What REALLY is unfair are the NCAA rules against an athlete capitalizing on his/her own fame - recently several athletes got suspended (USC?) for selling autographed items. THAT goes against every legal and moral principle I can think of. What business is it to the NCAA if an athlete is paid to come speak to a club - on his/her own time? What business is it of the NCAA's if an athlete sells his own autographed posters? If an athlete is offered money to make a local (even national) commercial - on their OWN time, why can they not? Those are the rules that really stretch into the realm of unfairness. IMHO

Good points made on both sides - but I don't see how the above can be de

kclubfounder
11-02-2011, 07:02 PM
Again, if you don't like the NCAA, don't think the NCAA is fair, think the NCAA is run by the devil, or don't like the NCAA for any reason at all, you have a choice. Don't participate.

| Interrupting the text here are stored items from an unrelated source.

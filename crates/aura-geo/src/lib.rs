//! AURA GeoCell Codec - coordinates in, opaque cells out
//!
//! Pure functions, no state. The codec maps a coordinate and a resolution
//! level to a quadkey cell, and back to coarse geometry (bounds, center,
//! area). Cells coarsen monotonically: the key of the enclosing cell at any
//! coarser resolution is a prefix of the fine key.
//!
//! Raw coordinates exist only as inputs here; nothing downstream of the
//! codec ever sees them again.

pub mod codec;
pub mod grid;

pub use codec::*;
pub use grid::*;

If too many stop participating because they don't like the rules then it is likely the rules will change.

What a concept!

Many on this thread sure seem to think they are pretty smart, and believe they know what is right and what is wrong more than anyone else.

In fact, many on this thread seem as arrogant as those who control the NCAA.

RenoZag
11-02-2011, 07:28 PM
Many on this thread have strong opinions but don't see a need to dismiss those they disagree with as "arrogant."

kclubfounder
11-03-2011, 06:34 AM
Only as arrogant as those who run the NCAA. So it is a statement of relativity, which shouldn't be THAT controversial, unless one has really thin skin.

a13coach
11-03-2011, 06:54 AM
I agree that there is a huge value in the scholarship offered players and that is a form of payment. As to whether there should be a stipend - I say fine, some students get aid by working at the library for minimum wage, perhaps the players could get the same for time spent practicing and games.

What REALLY is unfair are the NCAA rules against an athlete capitalizing on his/her own fame - recently several athletes got suspended (USC?) for selling autographed items. THAT goes against every legal and moral principle I can think of. What business is it to the NCAA if an athlete is paid to come speak to a club - on his/her own time? What business is it of the NCAA's if an athlete sells his own autographed posters? If an athlete is offered money to make a local (even national) commercial - on their OWN time, why can they not? Those are the rules that really stretch into the realm of unfairness. IMHO

Good points made on both sides - but I don't see how the above can be de

The potential for abuse of the system of the above is staggering. Let's suppose Frankie All-Star PG decides to make an appearance at the local mall near BCS U where he plays ball, in order to sell a couple of autographed posters of him. And what do you know little Jimmy, who just happens to be at the mall (and is the child of a wealthy booster) with a wad of cash and offers up $10,000 for the poster. And of course at no time whatsoever during Frankie's recruitment before signing with BCS U there was any mention that his autographed posters would be so profitable, right?

Beer_Engineer
11-03-2011, 08:26 AM
Many on this thread have strong opinions but don't see a need to dismiss those they disagree with as "arrogant."

+10k

DixieZag
11-03-2011, 08:41 AM
The potential for abuse of the system of the above is staggering. Let's suppose Frankie All-Star PG decides to make an appearance at the local mall near BCS U where he plays ball, in order to sell a couple of autographed posters of him. And what do you know little Jimmy, who just happens to be at the mall (and is the child of a wealthy booster) with a wad of cash and offers up $10,000 for the poster. And of course at no time whatsoever during Frankie's recruitment before signing with BCS U there was any mention that his autographed posters would be so profitable, right?


I agree that the potential for abuse is there, but that sort of potential is already there, already a very difficult source of abuse. I didn't propose the perfect answer, and I totally agree that there is potential for abuse, it just offends me that once a player signs to a school, they lose all rights to make money during their own time and on the basis of their own fame.